Enhanced regeneration can result from introducing new stem cells into a patient, and this effect is the basis for a very broad range of first generation transplant therapies. In most cases the benefit doesn't result from the transplanted stem cells setting forth to create replacement cells for damaged tissue. Instead it is caused by chemical signals produced by the transplanted cells: these signals spur native cell populations to take action. So naturally the next step here is for researchers to gain a good enough understanding of stem cell signals to remove the need for cell transplants, replacing them with a therapy based on introducing the signal molecules directly.

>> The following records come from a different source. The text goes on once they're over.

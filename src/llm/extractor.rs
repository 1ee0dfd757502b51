//! Generative extraction: single-pass prompt with a chunked fallback

use crate::config::GenerativeConfig;
use crate::error::{Result, ResumeParserError};
use crate::input::extract_lines;
use crate::llm::chunking::plan_chunks;
use crate::llm::inference::TextGenerator;
use crate::llm::json_repair::parse_json;
use crate::llm::prompts::PromptTemplates;
use crate::pipeline::ResumeExtractor;
use crate::processing::identity::{normalize_phone, IdentityExtractor};
use crate::profile::{
    ContactInfo, ExperienceEntry, ExtractionSource, ExtractionWarning, ResumeProfile, SkillSet,
};
use async_trait::async_trait;
use serde_json::{Map, Value};
use std::sync::Arc;
use std::time::Duration;

type JsonObject = Map<String, Value>;

/// Identity and work history as returned by the model, already normalised
#[derive(Debug, Default)]
struct ModelOutput {
    full_name: Option<String>,
    email: Option<String>,
    phone_number: Option<String>,
    work_experience: Vec<ExperienceEntry>,
}

impl ModelOutput {
    fn identity_from(object: &JsonObject) -> Self {
        Self {
            full_name: string_field(object, "full_name"),
            email: string_field(object, "email"),
            phone_number: string_field(object, "phone_number"),
            work_experience: Vec::new(),
        }
    }

    fn from_object(object: &JsonObject) -> Self {
        Self {
            work_experience: experience_entries(object),
            ..Self::identity_from(object)
        }
    }
}

pub struct GenerativeExtractor {
    generator: Arc<dyn TextGenerator>,
    templates: PromptTemplates,
    identity: IdentityExtractor,
    chunk_size: usize,
    rate_limit: Duration,
    head_line_limit: usize,
}

impl GenerativeExtractor {
    pub fn new(generator: Arc<dyn TextGenerator>, config: &GenerativeConfig) -> Self {
        Self {
            generator,
            templates: PromptTemplates::default(),
            identity: IdentityExtractor::new(),
            chunk_size: config.chunk_size.max(1),
            rate_limit: config.rate_limit(),
            head_line_limit: config.head_line_limit,
        }
    }

    pub fn with_templates(mut self, templates: PromptTemplates) -> Self {
        self.templates = templates;
        self
    }

    /// Heuristics used to backfill identity fields the model left out
    pub fn with_identity(mut self, identity: IdentityExtractor) -> Self {
        self.identity = identity;
        self
    }

    pub async fn extract_from_lines(&self, lines: &[String], filename: &str) -> Result<ResumeProfile> {
        if lines.is_empty() {
            return Ok(ResumeProfile::builder(ExtractionSource::Generative, filename)
                .warning(ExtractionWarning::ExtractionEmpty)
                .build());
        }

        let prompt = self.templates.render_full(&lines.join("\n"));
        let raw = self.generator.generate(&prompt).await?;

        let (output, source, warnings) = match parse_json::<JsonObject>(&raw) {
            Ok(object) => (ModelOutput::from_object(&object), ExtractionSource::Generative, Vec::new()),
            Err(e) => {
                log::warn!("Single-pass output unusable ({}), falling back to chunked extraction", e);
                let (output, warnings) = self.extract_chunked(lines).await?;
                (output, ExtractionSource::GenerativeChunked, warnings)
            }
        };

        Ok(self.assemble(output, source, warnings, lines, filename))
    }

    /// One head call for identity, then one call per experience batch
    async fn extract_chunked(&self, lines: &[String]) -> Result<(ModelOutput, Vec<ExtractionWarning>)> {
        let plan = plan_chunks(lines, self.head_line_limit, self.chunk_size);
        log::info!("Chunked fallback: head plus {} experience chunks", plan.chunks.len());

        tokio::time::sleep(self.rate_limit).await;
        let raw = self.generator.generate(&self.templates.render_head(&plan.head)).await?;
        let head: JsonObject = parse_json(&raw).map_err(|e| {
            ResumeParserError::JsonRepair(format!("head section could not be parsed: {}", e))
        })?;
        let mut output = ModelOutput::identity_from(&head);

        let mut warnings = Vec::new();
        for (index, chunk) in plan.chunks.iter().enumerate() {
            tokio::time::sleep(self.rate_limit).await;
            let raw = self.generator.generate(&self.templates.render_chunk(chunk)).await?;

            match parse_json::<JsonObject>(&raw) {
                Ok(object) => output.work_experience.extend(experience_entries(&object)),
                Err(e) => {
                    log::warn!("Skipping experience chunk {}: {}", index, e);
                    warnings.push(ExtractionWarning::ChunkSkipped {
                        index,
                        reason: e.to_string(),
                    });
                }
            }
        }

        Ok((output, warnings))
    }

    fn assemble(
        &self,
        output: ModelOutput,
        source: ExtractionSource,
        warnings: Vec<ExtractionWarning>,
        lines: &[String],
        filename: &str,
    ) -> ResumeProfile {
        let ModelOutput {
            full_name,
            email,
            phone_number,
            work_experience,
        } = output;

        let name = full_name.or_else(|| self.identity.heuristic_name(lines));
        let heuristic = self.identity.extract_contact(lines, name.as_deref());
        let contact = ContactInfo {
            email: email.or(heuristic.email),
            phone: phone_number.map(|p| normalize_phone(&p)).filter(|p| !p.is_empty()).or(heuristic.phone),
            ..ContactInfo::default()
        };

        let skills: SkillSet = work_experience.iter().flat_map(|e| e.technology.iter()).collect();

        ResumeProfile::builder(source, filename)
            .name(name)
            .contact(contact)
            .experience(work_experience)
            .skills(skills)
            .line_count(lines.len())
            .warnings(warnings)
            .build()
    }
}

#[async_trait]
impl ResumeExtractor for GenerativeExtractor {
    async fn extract(&self, bytes: &[u8], filename: &str) -> Result<ResumeProfile> {
        let lines = extract_lines(bytes, filename)?;
        self.extract_from_lines(&lines, filename).await
    }
}

/// Trimmed non-empty string; numbers are accepted and rendered
fn scalar(value: &Value) -> Option<String> {
    let text = match value {
        Value::String(s) => s.trim().to_string(),
        Value::Number(n) => n.to_string(),
        _ => return None,
    };
    if text.is_empty() || text.eq_ignore_ascii_case("null") {
        None
    } else {
        Some(text)
    }
}

fn string_field(object: &JsonObject, key: &str) -> Option<String> {
    object.get(key).and_then(scalar)
}

fn experience_entries(object: &JsonObject) -> Vec<ExperienceEntry> {
    let Some(Value::Array(items)) = object.get("work_experience") else {
        return Vec::new();
    };

    items
        .iter()
        .filter_map(Value::as_object)
        .map(|record| ExperienceEntry {
            company: string_field(record, "company_name"),
            customer: string_field(record, "customer_name"),
            role: string_field(record, "role"),
            dates: string_field(record, "duration"),
            technology: record
                .get("skills_technologies")
                .and_then(Value::as_array)
                .map(|skills| {
                    skills
                        .iter()
                        .filter_map(Value::as_str)
                        .map(str::trim)
                        .filter(|s| !s.is_empty())
                        .map(str::to_string)
                        .collect()
                })
                .unwrap_or_default(),
            industry: string_field(record, "industry"),
            location: string_field(record, "location"),
        })
        .filter(|entry| *entry != ExperienceEntry::default())
        .collect()
}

It's very hard to say how rapidly this line of research will progress in comparison to the ongoing development of therapies that involve cells, a field in full swing. But in the long term it seems likely that directly adjusting the state and behavior of a patient's native cells will win out over indirect methods. Using the signals may just be another indirect method to be replaced by something better down the line, such as targeted epigenetic engineering that reprograms specific cell populations without going through any of the evolved signal paths.
But that is a way from here, as the use of stem cells in therapy is still two decades away from its peak usage and effectiveness - if we want to take the standard view of fifty year cycles in broad technologies, waxing to full effectiveness and then waning as they are replaced by something better. The cycle may run faster this century: we'll see whether that is the case or not, something that is determined by the degree to which the timing depends on human organization versus technological capacity. The former isn't speeding up, while the latter is.

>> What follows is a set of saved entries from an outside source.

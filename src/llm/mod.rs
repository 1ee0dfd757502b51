//! Generative extraction through a local instruction model

pub mod chunking;
pub mod extractor;
pub mod inference;
pub mod json_repair;
pub mod prompts;

pub use extractor::GenerativeExtractor;
pub use inference::{CandleGenerator, TextGenerator};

Meanwhile, here is an open access paper that illustrates the way in which scientists are presently looking at stem cell signals. The research community is clearly on the way towards a range of these signal compounds repackaged and repurposed as drug candidates to induce exceptional regeneration. I expect that line of development will be well underway by the early 2020s.

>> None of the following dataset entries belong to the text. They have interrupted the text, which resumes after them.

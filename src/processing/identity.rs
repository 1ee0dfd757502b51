//! Candidate identity and contact details from the top of the document

use crate::processing::ner::{EntityKind, TokenClassifier};
use crate::processing::sections::is_heading;
use crate::profile::{ContactInfo, ExtractionWarning};
use regex::Regex;
use std::collections::HashSet;
use std::sync::{Arc, LazyLock};

pub const DEFAULT_HEADER_LINES: usize = 10;
pub const DEFAULT_NAME_SCAN_LINES: usize = 5;

static CONTACT_LIKE: LazyLock<Regex> = LazyLock::new(|| {
    Regex::new(r"@|\d{3}|\d{10}|https?://|\.com/|linkedin|github|leetcode").expect("Invalid contact regex")
});

static EMAIL: LazyLock<Regex> = LazyLock::new(|| {
    Regex::new(r"[a-zA-Z0-9._%+-]+@[a-zA-Z0-9.-]+\.[a-zA-Z]{2,}").expect("Invalid email regex")
});

static PHONE: LazyLock<Regex> = LazyLock::new(|| {
    Regex::new(r"(?:\+\d{1,3}[-. ]?)?\(?\d{3}\)?[-. ]?\d{3}[-. ]?\d{4}\b").expect("Invalid phone regex")
});

static ROLE_WORD: LazyLock<Regex> = LazyLock::new(|| {
    Regex::new(
        r"(?i)\b(engineer|developer|manager|analyst|consultant|architect|designer|lead|intern|director|specialist|scientist|administrator|officer|programmer)s?\b",
    )
    .expect("Invalid role regex")
});

static LINK: LazyLock<Regex> = LazyLock::new(|| {
    Regex::new(r"https?://\S+|www\.\S+|\S+\.com/\S*").expect("Invalid link regex")
});

static LOCATION: LazyLock<Regex> = LazyLock::new(|| {
    Regex::new(r"^[A-Z][A-Za-z .'-]+,\s*(?:[A-Z]{2}|[A-Z][a-z]+(?: [A-Z][a-z]+)*)(?:\s+\d{5})?$")
        .expect("Invalid location regex")
});

/// Identity fields recovered from a line sequence
#[derive(Debug, Clone, Default, PartialEq, Eq)]
pub struct Identity {
    pub name: Option<String>,
    pub title: Option<String>,
    pub contact: ContactInfo,
    pub all_links: Vec<String>,
}

pub fn is_contact_like(line: &str) -> bool {
    CONTACT_LIKE.is_match(&line.to_lowercase())
}

/// First email address in `text`
pub fn find_email(text: &str) -> Option<String> {
    EMAIL.find(text).map(|m| m.as_str().to_string())
}

/// First phone number in `text`, reduced to an optional `+` and digits
pub fn find_phone(text: &str) -> Option<String> {
    PHONE.find(text).map(|m| normalize_phone(m.as_str()))
}

pub fn normalize_phone(raw: &str) -> String {
    let trimmed = raw.trim();
    let digits: String = trimmed.chars().filter(char::is_ascii_digit).collect();
    if trimmed.starts_with('+') {
        format!("+{}", digits)
    } else {
        digits
    }
}

/// Links in document order, deduplicated
pub fn find_links(text: &str) -> Vec<String> {
    let mut seen = HashSet::new();
    LINK.find_iter(text)
        .map(|m| m.as_str().trim_end_matches([',', ';', ')', '.']).to_string())
        .filter(|link| !link.is_empty() && seen.insert(link.clone()))
        .collect()
}

pub struct IdentityExtractor {
    primary: Option<Arc<dyn TokenClassifier>>,
    secondary: Option<Arc<dyn TokenClassifier>>,
    header_lines: usize,
    name_scan_lines: usize,
}

impl Default for IdentityExtractor {
    fn default() -> Self {
        Self::new()
    }
}

impl IdentityExtractor {
    /// Heuristics only, no NER models
    pub fn new() -> Self {
        Self {
            primary: None,
            secondary: None,
            header_lines: DEFAULT_HEADER_LINES,
            name_scan_lines: DEFAULT_NAME_SCAN_LINES,
        }
    }

    pub fn with_primary_ner(mut self, classifier: Arc<dyn TokenClassifier>) -> Self {
        self.primary = Some(classifier);
        self
    }

    pub fn with_secondary_ner(mut self, classifier: Arc<dyn TokenClassifier>) -> Self {
        self.secondary = Some(classifier);
        self
    }

    pub fn with_scan_limits(mut self, header_lines: usize, name_scan_lines: usize) -> Self {
        self.header_lines = header_lines;
        self.name_scan_lines = name_scan_lines;
        self
    }

    pub fn extract(&self, lines: &[String], warnings: &mut Vec<ExtractionWarning>) -> Identity {
        let name = self.extract_name(lines, warnings);
        let title = self.extract_title(lines);
        let contact = self.extract_contact(lines, name.as_deref());
        let all_links = find_links(&lines.join("\n"));

        Identity {
            name,
            title,
            contact,
            all_links,
        }
    }

    /// NER over the first line (primary, then secondary), then the capitalised-line heuristic
    pub fn extract_name(&self, lines: &[String], warnings: &mut Vec<ExtractionWarning>) -> Option<String> {
        let first_line = lines.first()?;

        for classifier in [&self.primary, &self.secondary].into_iter().flatten() {
            match classifier.classify(first_line) {
                Ok(entities) => {
                    let person = entities
                        .into_iter()
                        .find(|e| e.kind == EntityKind::Person)
                        .map(|e| e.text.replace("##", "").trim().to_string())
                        .filter(|name| !name.is_empty());
                    if let Some(name) = person {
                        log::debug!("Name found by {}: {}", classifier.name(), name);
                        return Some(name);
                    }
                }
                Err(e) => {
                    log::warn!("Name NER with {} failed, skipping: {}", classifier.name(), e);
                    warnings.push(ExtractionWarning::SignalFailed {
                        signal: format!("name-ner:{}", classifier.name()),
                        reason: e.to_string(),
                    });
                }
            }
        }

        self.heuristic_name(lines)
    }

    pub fn heuristic_name(&self, lines: &[String]) -> Option<String> {
        lines
            .iter()
            .take(self.name_scan_lines)
            .map(|line| line.trim())
            .find(|line| !is_heading(line) && !is_contact_like(line) && looks_like_name(line))
            .map(str::to_string)
    }

    /// First line after the first with more than five words that is not a heading or contact line
    pub fn extract_title(&self, lines: &[String]) -> Option<String> {
        lines
            .iter()
            .skip(1)
            .find(|line| {
                line.split_whitespace().count() > 5 && !is_heading(line) && !is_contact_like(line)
            })
            .cloned()
    }

    pub fn extract_contact(&self, lines: &[String], name: Option<&str>) -> ContactInfo {
        let header: Vec<&str> = lines.iter().take(self.header_lines).map(String::as_str).collect();
        let block = header.join(" ");

        let before_sections: Vec<&str> = header
            .iter()
            .copied()
            .take_while(|line| !is_heading(line))
            .collect();

        ContactInfo {
            email: find_email(&block),
            phone: find_phone(&block),
            location: find_location(&before_sections, name),
            links: find_links(&block),
        }
    }
}

fn looks_like_name(line: &str) -> bool {
    let words: Vec<&str> = line.split_whitespace().collect();
    (2..=4).contains(&words.len())
        && words.iter().all(|w| {
            w.chars().all(char::is_alphabetic) && w.chars().next().is_some_and(char::is_uppercase)
        })
}

/// First `City, ST` or `City, Country` segment in the header lines above the first section
fn find_location(header: &[&str], name: Option<&str>) -> Option<String> {
    header
        .iter()
        .flat_map(|line| line.split(['|', '•', '·']))
        .map(str::trim)
        .filter(|segment| !segment.is_empty())
        .filter(|segment| Some(*segment) != name)
        .filter(|segment| !is_contact_like(segment) && !is_heading(segment))
        .filter(|segment| !ROLE_WORD.is_match(segment))
        .find(|segment| LOCATION.is_match(segment))
        .map(str::to_string)
}

#[cfg(test)]
mod tests {
    use super::*;
    use crate::processing::ner::testing::{entity, FailingClassifier, FixedClassifier};

    fn lines(raw: &[&str]) -> Vec<String> {
        raw.iter().map(|s| s.to_string()).collect()
    }

    #[test]
    fn test_heuristic_name_skips_contact_and_headings() {
        let doc = lines(&["john@x.com | 555-123-4567", "SUMMARY", "Jane Ann Doe", "Engineer"]);
        let extractor = IdentityExtractor::new();
        let mut warnings = Vec::new();
        assert_eq!(extractor.extract_name(&doc, &mut warnings), Some("Jane Ann Doe".to_string()));
        assert!(warnings.is_empty());
    }

    #[test]
    fn test_heuristic_name_rejects_non_names() {
        let extractor = IdentityExtractor::new();
        assert_eq!(extractor.heuristic_name(&lines(&["Resume"])), None);
        assert_eq!(extractor.heuristic_name(&lines(&["john smith"])), None);
        assert_eq!(extractor.heuristic_name(&lines(&["R2 D2"])), None);
        assert_eq!(
            extractor.heuristic_name(&lines(&["Senior Software Engineer At Big Co"])),
            None
        );
    }

    #[test]
    fn test_name_scan_is_limited_to_leading_lines() {
        let doc = lines(&["a", "b", "c", "d", "e", "Jane Doe"]);
        assert_eq!(IdentityExtractor::new().heuristic_name(&doc), None);
    }

    #[test]
    fn test_ner_chain_prefers_primary_then_secondary() {
        let doc = lines(&["Resume of Johnathan Smith"]);
        let primary = Arc::new(FixedClassifier(vec![entity("Acme", EntityKind::Organization)]));
        let secondary = Arc::new(FixedClassifier(vec![entity("Johnathan Smith", EntityKind::Person)]));

        let extractor = IdentityExtractor::new()
            .with_primary_ner(primary)
            .with_secondary_ner(secondary);
        let mut warnings = Vec::new();
        assert_eq!(
            extractor.extract_name(&doc, &mut warnings),
            Some("Johnathan Smith".to_string())
        );
    }

    #[test]
    fn test_failing_ner_falls_back_to_heuristic() {
        let doc = lines(&["Jane Doe", "jane@example.com"]);
        let extractor = IdentityExtractor::new().with_primary_ner(Arc::new(FailingClassifier));

        let mut warnings = Vec::new();
        assert_eq!(extractor.extract_name(&doc, &mut warnings), Some("Jane Doe".to_string()));
        assert_eq!(warnings.len(), 1);
    }

    #[test]
    fn test_title_requires_more_than_five_words() {
        let doc = lines(&[
            "Jane Doe",
            "Engineer",
            "jane@example.com | github.com/jane | 555 123 4567 and more",
            "Backend engineer building payment systems at scale",
        ]);
        assert_eq!(
            IdentityExtractor::new().extract_title(&doc),
            Some("Backend engineer building payment systems at scale".to_string())
        );
    }

    #[test]
    fn test_contact_fields() {
        let doc = lines(&[
            "Jane Doe",
            "Austin, TX | jane.doe@example.com | +1 (512) 555-0147",
            "https://linkedin.com/in/janedoe, www.janedoe.dev",
        ]);
        let contact = IdentityExtractor::new().extract_contact(&doc, Some("Jane Doe"));

        assert_eq!(contact.email.as_deref(), Some("jane.doe@example.com"));
        assert_eq!(contact.phone.as_deref(), Some("+15125550147"));
        assert_eq!(contact.location.as_deref(), Some("Austin, TX"));
        assert_eq!(
            contact.links,
            vec!["https://linkedin.com/in/janedoe", "www.janedoe.dev"]
        );
    }

    #[test]
    fn test_location_ignores_section_bodies() {
        let doc = lines(&["Jane Doe", "jane@example.com", "SKILLS", "Python, Java"]);
        let contact = IdentityExtractor::new().extract_contact(&doc, Some("Jane Doe"));
        assert_eq!(contact.location, None);
        assert_eq!(contact.email.as_deref(), Some("jane@example.com"));

        let doc = lines(&["Jane Doe", "EXPERIENCE", "Backend Engineer, Google", "Austin, TX"]);
        let contact = IdentityExtractor::new().extract_contact(&doc, Some("Jane Doe"));
        assert_eq!(contact.location, None);
    }

    #[test]
    fn test_location_skips_role_and_company_segments() {
        let doc = lines(&["Jane Doe", "Backend Engineer, Google | Seattle, WA"]);
        let contact = IdentityExtractor::new().extract_contact(&doc, Some("Jane Doe"));
        assert_eq!(contact.location.as_deref(), Some("Seattle, WA"));
    }

    #[test]
    fn test_contact_scan_is_limited_to_header() {
        let mut raw = vec!["Jane Doe".to_string()];
        raw.extend((0..12).map(|i| format!("filler line {}", i)));
        raw.push("late@example.com".to_string());

        let contact = IdentityExtractor::new().extract_contact(&raw, None);
        assert!(contact.email.is_none());
    }

    #[test]
    fn test_phone_normalization() {
        assert_eq!(find_phone("Call 555-123-4567 today"), Some("5551234567".to_string()));
        assert_eq!(find_phone("9876543210"), Some("9876543210".to_string()));
        assert_eq!(normalize_phone("+44 20 7946 0958"), "+442079460958");
        assert_eq!(find_phone("no digits"), None);
    }

    #[test]
    fn test_links_are_deduplicated_in_order() {
        let links = find_links("github.com/jane https://x.io github.com/jane");
        assert_eq!(links, vec!["github.com/jane", "https://x.io"]);
    }
}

Tissue regeneration and maintenance dramatically and invariably decline with age, eventually causing failure of multiple organ systems in all mammals. In muscle, the loss of tissue regeneration with age is thought to be imposed by signaling changes in the satellite stem cell niche, and interestingly, the aging of stem cell niches is to some extent similar between muscle, brain, blood, and other tissues. Our previous work found that human embryonic stem cells (hESCs) produce soluble secreted molecules that can counteract the age-imposed inhibition of muscle regeneration, an "anti-aging" activity that is lost when the hESCs differentiate.
Numerous mitogenic proteins are expressed by hESCs and are known to act through [key regulatory signaling pathways] implicated in the control of adult tissue regeneration. The precise identity of the pro-myogenic factors that are secreted by hESCs and the molecular mechanism of their action in muscle stem and progenitor cells is still work in progress; however, the effects of one of these molecules, FGF-2, was studied here in detail. FGF-2 is known to be secreted by hESCs and is also contained in the growth/expansion medium of embryonic stem cells.
This work builds upon our findings that proteins secreted by hESCs exhibit pro-regenerative activity, and determines that hESC-conditioned medium robustly enhances the proliferation of both muscle and neural progenitor cells. Importantly, this work establishes that it is the proteins that bind heparin which are responsible for the pro-myogenic effects of hESC-conditioned medium, and indicates that this strategy is suitable for enriching the potentially therapeutic factors. Additionally, this work shows that hESC-secreted proteins act independently of the mitogen FGF-2, and suggests that FGF-2 is unlikely to be a pro-aging molecule in the physiological decline of old muscle repair. Moreover, hESC-secreted factors improve the viability of human cortical neurons in an Alzheimer's disease (AD) model, suggesting that these factors can enhance the maintenance and regeneration of multiple tissues in the aging body.
You'll find more on the role of FGF-2 regarding stem cells and aging back in last year's archives. The authors quoted above suggest that past work on FGF-2 can't be the whole picture, based on their observations, and something more complex is taking place - which is the usual story in life science research. Nothing is ever simple.